Segment Start: Records to use

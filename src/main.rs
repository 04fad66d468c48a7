//! Leverage Lens Simulation.
//!
//! Walks one chart through the full lens lifecycle: pre-trade browsing,
//! position open, recenter hysteresis, liquidation gating, and projection
//! into a rendering band.

use lens_core::*;
use rust_decimal_macros::dec;

fn main() {
    println!("Leverage Lens Core Simulation");
    println!("Single Chart, Isolated Margin Estimates, Full Lifecycle\n");

    scenario_1_pre_trade_browsing();
    scenario_2_leverage_compression();
    scenario_3_recenter_hysteresis();
    scenario_4_liquidation_gating();
    scenario_5_grid_projection();

    println!("\nAll simulations completed successfully.");
}

/// Pre-trade: the anchor mirrors the live price on every tick.
fn scenario_1_pre_trade_browsing() {
    println!("Scenario 1: Pre-Trade Browsing\n");

    let mut book = LensBook::new(LensConfig::default());
    let btc = Symbol::new("BTC");
    book.add_chart(btc.clone());
    book.set_leverage(&btc, dec!(10)).unwrap();

    for price in [dec!(50000), dec!(50300), dec!(49800)] {
        let frame = book.on_price(&btc, price, Some(Timestamp::now())).unwrap();
        println!(
            "  tick ${}: viewport [{} .. {}], anchor {}",
            price,
            frame.viewport.y_min(),
            frame.viewport.y_max(),
            frame.anchor
        );
    }
    println!();
}

/// Higher leverage compresses the visible range, down to the bps floor.
fn scenario_2_leverage_compression() {
    println!("Scenario 2: Leverage Compression\n");

    let mut lens = ChartLens::new(LensConfig::default());
    let tick = PricePoint::spot(Price::new_unchecked(dec!(100)));

    for leverage in [dec!(1), dec!(10), dec!(50), dec!(500)] {
        lens.set_leverage(leverage);
        let frame = lens.evaluate(tick);
        println!(
            "  {}x: range {} ({} .. {})",
            leverage,
            frame.viewport.price_range(),
            frame.viewport.y_min(),
            frame.viewport.y_max()
        );
    }
    println!();
}

/// Tracked anchor holds still until price covers 85% of the half-range.
fn scenario_3_recenter_hysteresis() {
    println!("Scenario 3: Recenter Hysteresis\n");

    let mut book = LensBook::new(LensConfig { verbose: true, ..LensConfig::default() });
    let eth = Symbol::new("ETH");
    book.add_chart(eth.clone());
    book.set_position(
        &eth,
        Some(PositionSnapshot::open(
            Price::new_unchecked(dec!(3000)),
            Leverage::new(dec!(10)).unwrap(),
            Side::Long,
        )),
    )
    .unwrap();

    // half-range at 10x is 360, threshold 306
    for price in [dec!(3000), dec!(3150), dec!(3290), dec!(3310)] {
        let frame = book.on_price(&eth, price, None).unwrap();
        println!(
            "  tick ${}: anchor {} recentered={}",
            price,
            frame.anchor,
            frame.recentered()
        );
    }

    println!("  closing position...");
    book.set_position(&eth, None).unwrap();
    let frame = book.on_price(&eth, dec!(3100), None).unwrap();
    println!("  tick $3100: anchor {} (untracked again)\n", frame.anchor);
}

/// The MMR gate: past 1/leverage < mmr there is no meaningful estimate.
fn scenario_4_liquidation_gating() {
    println!("Scenario 4: Liquidation Estimate and Gating\n");

    let config = LensConfig::default();
    let mut lens = ChartLens::new(config.clone());
    let tick = PricePoint::spot(Price::new_unchecked(dec!(100)));

    for leverage in [dec!(5), dec!(10), dec!(100), dec!(250)] {
        lens.set_position(Some(PositionSnapshot::open(
            Price::new_unchecked(dec!(100)),
            Leverage::new(leverage).unwrap(),
            Side::Long,
        )));
        let frame = lens.evaluate(tick);
        match frame.liquidation {
            Some(liq) => println!("  {}x long from $100: liq ≈ ${}", leverage, liq.value().round_dp(2)),
            None => println!("  {}x long from $100: no estimate (under-margined at mmr {})", leverage, config.margin.maintenance_margin_ratio),
        }
    }
    println!();
}

/// Grid lines and liquidation project into the rendering band.
fn scenario_5_grid_projection() {
    println!("Scenario 5: Grid Projection\n");

    let mut lens = ChartLens::new(LensConfig::default());
    lens.set_position(Some(PositionSnapshot::open(
        Price::new_unchecked(dec!(100)),
        Leverage::new(dec!(10)).unwrap(),
        Side::Long,
    )));

    let frame = lens.evaluate(PricePoint::spot(Price::new_unchecked(dec!(100))));
    let band = RenderBand::new(20.0, 30.0, 450.0);

    for line in &frame.grid {
        println!(
            "  {:>6}% equity at ${:<6} → y = {:.1}px",
            line.pnl_pct * dec!(100),
            line.price,
            frame.project(line.price, &band)
        );
    }
    if let Some(liq) = frame.liquidation {
        println!(
            "  liquidation at ${} → y = {:.1}px",
            liq.value().round_dp(2),
            frame.project(liq.value(), &band)
        );
    }
}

Segment End: Records to use

**Required work:**
The reply is to be an exact repeat of the records above.

**Output:**
filename src/main.rs
repository 04fad66d468c48a7
//! Leverage Lens Simulation.
//!
//! Walks one chart through the full lens lifecycle: pre-trade browsing,
//! position open, recenter hysteresis, liquidation gating, and projection
//! into a rendering band.

use lens_core::*;
use rust_decimal_macros::dec;

fn main() {
    println!("Leverage Lens Core Simulation");
    println!("Single Chart, Isolated Margin Estimates, Full Lifecycle\n");

    scenario_1_pre_trade_browsing();
    scenario_2_leverage_compression();
    scenario_3_recenter_hysteresis();
    scenario_4_liquidation_gating();
    scenario_5_grid_projection();

    println!("\nAll simulations completed successfully.");
}

/// Pre-trade: the anchor mirrors the live price on every tick.
fn scenario_1_pre_trade_browsing() {
    println!("Scenario 1: Pre-Trade Browsing\n");

    let mut book = LensBook::new(LensConfig::default());
    let btc = Symbol::new("BTC");
    book.add_chart(btc.clone());
    book.set_leverage(&btc, dec!(10)).unwrap();

    for price in [dec!(50000), dec!(50300), dec!(49800)] {
        let frame = book.on_price(&btc, price, Some(Timestamp::now())).unwrap();
        println!(
            "  tick ${}: viewport [{} .. {}], anchor {}",
            price,
            frame.viewport.y_min(),
            frame.viewport.y_max(),
            frame.anchor
        );
    }
    println!();
}

/// Higher leverage compresses the visible range, down to the bps floor.
fn scenario_2_leverage_compression() {
    println!("Scenario 2: Leverage Compression\n");

    let mut lens = ChartLens::new(LensConfig::default());
    let tick = PricePoint::spot(Price::new_unchecked(dec!(100)));

    for leverage in [dec!(1), dec!(10), dec!(50), dec!(500)] {
        lens.set_leverage(leverage);
        let frame = lens.evaluate(tick);
        println!(
            "  {}x: range {} ({} .. {})",
            leverage,
            frame.viewport.price_range(),
            frame.viewport.y_min(),
            frame.viewport.y_max()
        );
    }
    println!();
}

/// Tracked anchor holds still until price covers 85% of the half-range.
fn scenario_3_recenter_hysteresis() {
    println!("Scenario 3: Recenter Hysteresis\n");

    let mut book = LensBook::new(LensConfig { verbose: true, ..LensConfig::default() });
    let eth = Symbol::new("ETH");
    book.add_chart(eth.clone());
    book.set_position(
        &eth,
        Some(PositionSnapshot::open(
            Price::new_unchecked(dec!(3000)),
            Leverage::new(dec!(10)).unwrap(),
            Side::Long,
        )),
    )
    .unwrap();

    // half-range at 10x is 360, threshold 306
    for price in [dec!(3000), dec!(3150), dec!(3290), dec!(3310)] {
        let frame = book.on_price(&eth, price, None).unwrap();
        println!(
            "  tick ${}: anchor {} recentered={}",
            price,
            frame.anchor,
            frame.recentered()
        );
    }

    println!("  closing position...");
    book.set_position(&eth, None).unwrap();
    let frame = book.on_price(&eth, dec!(3100), None).unwrap();
    println!("  tick $3100: anchor {} (untracked again)\n", frame.anchor);
}

/// The MMR gate: past 1/leverage < mmr there is no meaningful estimate.
fn scenario_4_liquidation_gating() {
    println!("Scenario 4: Liquidation Estimate and Gating\n");

    let config = LensConfig::default();
    let mut lens = ChartLens::new(config.clone());
    let tick = PricePoint::spot(Price::new_unchecked(dec!(100)));

    for leverage in [dec!(5), dec!(10), dec!(100), dec!(250)] {
        lens.set_position(Some(PositionSnapshot::open(
            Price::new_unchecked(dec!(100)),
            Leverage::new(leverage).unwrap(),
            Side::Long,
        )));
        let frame = lens.evaluate(tick);
        match frame.liquidation {
            Some(liq) => println!("  {}x long from $100: liq ≈ ${}", leverage, liq.value().round_dp(2)),
            None => println!("  {}x long from $100: no estimate (under-margined at mmr {})", leverage, config.margin.maintenance_margin_ratio),
        }
    }
    println!();
}

/// Grid lines and liquidation project into the rendering band.
fn scenario_5_grid_projection() {
    println!("Scenario 5: Grid Projection\n");

    let mut lens = ChartLens::new(LensConfig::default());
    lens.set_position(Some(PositionSnapshot::open(
        Price::new_unchecked(dec!(100)),
        Leverage::new(dec!(10)).unwrap(),
        Side::Long,
    )));

    let frame = lens.evaluate(PricePoint::spot(Price::new_unchecked(dec!(100))));
    let band = RenderBand::new(20.0, 30.0, 450.0);

    for line in &frame.grid {
        println!(
            "  {:>6}% equity at ${:<6} → y = {:.1}px",
            line.pnl_pct * dec!(100),
            line.price,
            frame.project(line.price, &band)
        );
    }
    if let Some(liq) = frame.liquidation {
        println!(
            "  liquidation at ${} → y = {:.1}px",
            liq.value().round_dp(2),
            frame.project(liq.value(), &band)
        );
    }
}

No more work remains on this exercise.